Lines with the string "overlapping" are to be identified in the listing and copied.

□ □ □ □ □

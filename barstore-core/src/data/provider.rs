//! Bar provider trait and structured provider errors.
//!
//! The BarProvider trait abstracts over data sources (Yahoo Finance,
//! synthetic data, test mocks) so the merge engine only ever sees
//! completed `RawTickerFrame`s.

use crate::domain::{Interval, RawTickerFrame};
use chrono::NaiveDate;
use thiserror::Error;

/// Per-ticker fetch failure. The update run treats any of these as
/// "no data for this ticker in this range" and carries on.
#[derive(Debug, Error)]
pub enum ProviderError {
    #[error("network unreachable: {0}")]
    NetworkUnreachable(String),

    #[error("rate limited by provider (retry after {retry_after_secs}s)")]
    RateLimited { retry_after_secs: u64 },

    #[error("response format changed: {0}")]
    ResponseFormatChanged(String),

    #[error("authentication required: {0}")]
    AuthenticationRequired(String),

    #[error("symbol not found: {ticker}")]
    SymbolNotFound { ticker: String },

    #[error("interval {interval} is not supported by {provider}")]
    UnsupportedInterval { interval: Interval, provider: String },

    #[error("hard stop: data provider has blocked requests (circuit breaker tripped)")]
    CircuitBreakerTripped,

    #[error("provider error: {0}")]
    Other(String),
}

/// Source of raw intraday bars.
///
/// Implementations must be shareable across threads: the fetch fan-out
/// calls `fetch` for several tickers concurrently.
pub trait BarProvider: Send + Sync {
    /// Human-readable name of this provider.
    fn name(&self) -> &str;

    /// Fetch bars for a ticker over `[start, end)` at the given interval.
    ///
    /// The result may include bars outside regular hours, duplicates, or
    /// gaps; alignment deals with all of those.
    fn fetch(
        &self,
        ticker: &str,
        start: NaiveDate,
        end: NaiveDate,
        interval: Interval,
    ) -> Result<RawTickerFrame, ProviderError>;

    /// Whether the provider currently accepts requests.
    fn is_available(&self) -> bool {
        true
    }
}
//! In-memory incremental merge of an incoming frame into stored history.

use super::{SchemaPolicy, StoreError};
use crate::domain::{BarFrame, ColumnKey};
use chrono::{DateTime, Utc};
use std::collections::{BTreeMap, BTreeSet};

/// Result of merging one frame into another.
#[derive(Debug, Clone, PartialEq)]
pub struct MergeOutcome {
    pub frame: BarFrame,
    /// Rows appended (timestamps absent from the existing frame).
    pub appended_rows: usize,
    /// Columns introduced by widening, sorted.
    pub added_columns: Vec<ColumnKey>,
}

impl MergeOutcome {
    /// True if the merged frame differs from the existing one.
    pub fn changed(&self) -> bool {
        self.appended_rows > 0 || !self.added_columns.is_empty()
    }
}

#[derive(Clone, Copy)]
enum Source {
    Existing(usize),
    Incoming(usize),
}

/// Merge `incoming` into `existing`.
///
/// Only rows whose timestamp is absent from `existing` are taken from
/// `incoming`; overlapping timestamps keep the stored values untouched.
/// The result stays strictly increasing. `Strict` only constrains a
/// non-empty `existing`; any column set may create a store.
pub fn merge_frames(
    existing: BarFrame,
    incoming: &BarFrame,
    policy: SchemaPolicy,
) -> Result<MergeOutcome, StoreError> {
    let stored_keys = existing.column_keys();
    let incoming_keys = incoming.column_keys();
    let added_columns: Vec<ColumnKey> = incoming_keys.difference(&stored_keys).cloned().collect();

    if policy == SchemaPolicy::Strict
        && !stored_keys.is_empty()
        && stored_keys != incoming_keys
    {
        let missing: Vec<String> = stored_keys
            .difference(&incoming_keys)
            .map(ToString::to_string)
            .collect();
        let added: Vec<String> = added_columns.iter().map(ToString::to_string).collect();
        return Err(StoreError::SchemaMismatch(format!(
            "column sets differ (new: [{}], missing: [{}])",
            added.join(", "),
            missing.join(", ")
        )));
    }

    let (stored_ts, mut stored_cols) = existing.into_parts();
    let (sources, timestamps) = interleave(&stored_ts, incoming.timestamps());
    let appended_rows = timestamps.len() - stored_ts.len();

    let all_keys: BTreeSet<ColumnKey> = stored_keys.union(&incoming_keys).cloned().collect();
    let mut columns = BTreeMap::new();
    for key in all_keys {
        let stored = stored_cols.remove(&key);
        let fresh = incoming.column(&key);
        let cells: Vec<Option<f64>> = sources
            .iter()
            .map(|src| match *src {
                Source::Existing(i) => stored.as_ref().and_then(|c| c[i]),
                Source::Incoming(j) => fresh.and_then(|c| c[j]),
            })
            .collect();
        columns.insert(key, cells);
    }

    Ok(MergeOutcome {
        frame: BarFrame::new(timestamps, columns)?,
        appended_rows,
        added_columns,
    })
}

/// Two-pointer walk over both sorted axes. Incoming timestamps already in
/// the stored axis are skipped.
fn interleave(
    stored: &[DateTime<Utc>],
    incoming: &[DateTime<Utc>],
) -> (Vec<Source>, Vec<DateTime<Utc>>) {
    let mut sources = Vec::with_capacity(stored.len() + incoming.len());
    let mut timestamps = Vec::with_capacity(stored.len() + incoming.len());
    let (mut i, mut j) = (0, 0);

    while i < stored.len() || j < incoming.len() {
        let take_stored = match (stored.get(i), incoming.get(j)) {
            (Some(s), Some(n)) if s == n => {
                j += 1;
                true
            }
            (Some(s), Some(n)) => s < n,
            (Some(_), None) => true,
            (None, _) => false,
        };
        if take_stored {
            sources.push(Source::Existing(i));
            timestamps.push(stored[i]);
            i += 1;
        } else {
            sources.push(Source::Incoming(j));
            timestamps.push(incoming[j]);
            j += 1;
        }
    }
    (sources, timestamps)
}

#[cfg(test)]
mod tests {
    use super::*;
    use crate::domain::Field;

    fn ts(secs: i64) -> DateTime<Utc> {
        DateTime::from_timestamp(secs, 0).unwrap()
    }

    fn frame(ticker: &str, rows: &[(i64, f64)]) -> BarFrame {
        let timestamps = rows.iter().map(|(t, _)| ts(*t)).collect();
        let columns = ColumnKey::for_ticker(ticker)
            .map(|k| (k, rows.iter().map(|(_, v)| Some(*v)).collect()))
            .collect();
        BarFrame::new(timestamps, columns).unwrap()
    }

    fn close(ticker: &str) -> ColumnKey {
        ColumnKey::new(ticker, Field::Close)
    }

    #[test]
    fn appends_only_new_timestamps_in_order() {
        let stored = frame("SPY", &[(10, 1.0), (30, 3.0)]);
        let incoming = frame("SPY", &[(20, 2.0), (30, 99.0), (40, 4.0)]);

        let out = merge_frames(stored, &incoming, SchemaPolicy::Widen).unwrap();
        assert_eq!(out.appended_rows, 2);
        assert!(out.added_columns.is_empty());
        assert_eq!(out.frame.timestamps(), &[ts(10), ts(20), ts(30), ts(40)]);
        // overlapping row keeps the stored value
        assert_eq!(
            out.frame.column(&close("SPY")).unwrap(),
            &[Some(1.0), Some(2.0), Some(3.0), Some(4.0)]
        );
    }

    #[test]
    fn full_overlap_changes_nothing() {
        let stored = frame("SPY", &[(10, 1.0), (20, 2.0)]);
        let out = merge_frames(stored.clone(), &stored, SchemaPolicy::Widen).unwrap();
        assert!(!out.changed());
        assert_eq!(out.frame, stored);
    }

    #[test]
    fn merging_into_empty_takes_incoming_verbatim() {
        let incoming = frame("QQQ", &[(10, 1.0), (20, 2.0)]);
        let out = merge_frames(BarFrame::default(), &incoming, SchemaPolicy::Widen).unwrap();
        assert_eq!(out.frame, incoming);
        assert_eq!(out.appended_rows, 2);
        assert_eq!(out.added_columns.len(), 5);
    }

    #[test]
    fn widen_adds_new_ticker_with_nulls_for_old_rows() {
        let stored = frame("SPY", &[(10, 1.0), (20, 2.0)]);
        let incoming = frame("IWM", &[(20, 7.0), (30, 8.0)]);

        let out = merge_frames(stored, &incoming, SchemaPolicy::Widen).unwrap();
        assert_eq!(out.appended_rows, 1);
        assert_eq!(out.added_columns.len(), 5);
        assert!(out.added_columns.iter().all(|k| k.ticker == "IWM"));

        // stored rows untouched, new ticker null before its first appended row
        assert_eq!(
            out.frame.column(&close("SPY")).unwrap(),
            &[Some(1.0), Some(2.0), None]
        );
        assert_eq!(
            out.frame.column(&close("IWM")).unwrap(),
            &[None, None, Some(8.0)]
        );
    }

    #[test]
    fn strict_rejects_column_change() {
        let stored = frame("SPY", &[(10, 1.0)]);
        let incoming = frame("IWM", &[(20, 2.0)]);
        let err = merge_frames(stored, &incoming, SchemaPolicy::Strict).unwrap_err();
        match err {
            StoreError::SchemaMismatch(msg) => {
                assert!(msg.contains("IWM.close"));
                assert!(msg.contains("SPY.open"));
            }
            other => panic!("unexpected error: {other}"),
        }
    }

    #[test]
    fn strict_accepts_same_columns() {
        let stored = frame("SPY", &[(10, 1.0)]);
        let incoming = frame("SPY", &[(20, 2.0)]);
        let out = merge_frames(stored, &incoming, SchemaPolicy::Strict).unwrap();
        assert_eq!(out.appended_rows, 1);
    }

    #[test]
    fn strict_allows_creating_from_empty() {
        let incoming = frame("SPY", &[(10, 1.0), (20, 2.0)]);
        let out = merge_frames(BarFrame::default(), &incoming, SchemaPolicy::Strict).unwrap();
        assert_eq!(out.appended_rows, 2);
        assert_eq!(out.added_columns.len(), 5);
    }
}
//! OCR engine implementations
//!
//! `tesseract` drives the real recognition engine; `fixed` replays canned
//! rows so the rest of the pipeline can run without one.

pub mod fixed;
pub mod tesseract;

pub use fixed::FixedEngine;
pub use tesseract::TesseractEngine;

□ □ □ □ □

▶ Response for this exercise
/// `incoming`; overlapping timestamps keep the stored values untouched.
        // overlapping row keeps the stored value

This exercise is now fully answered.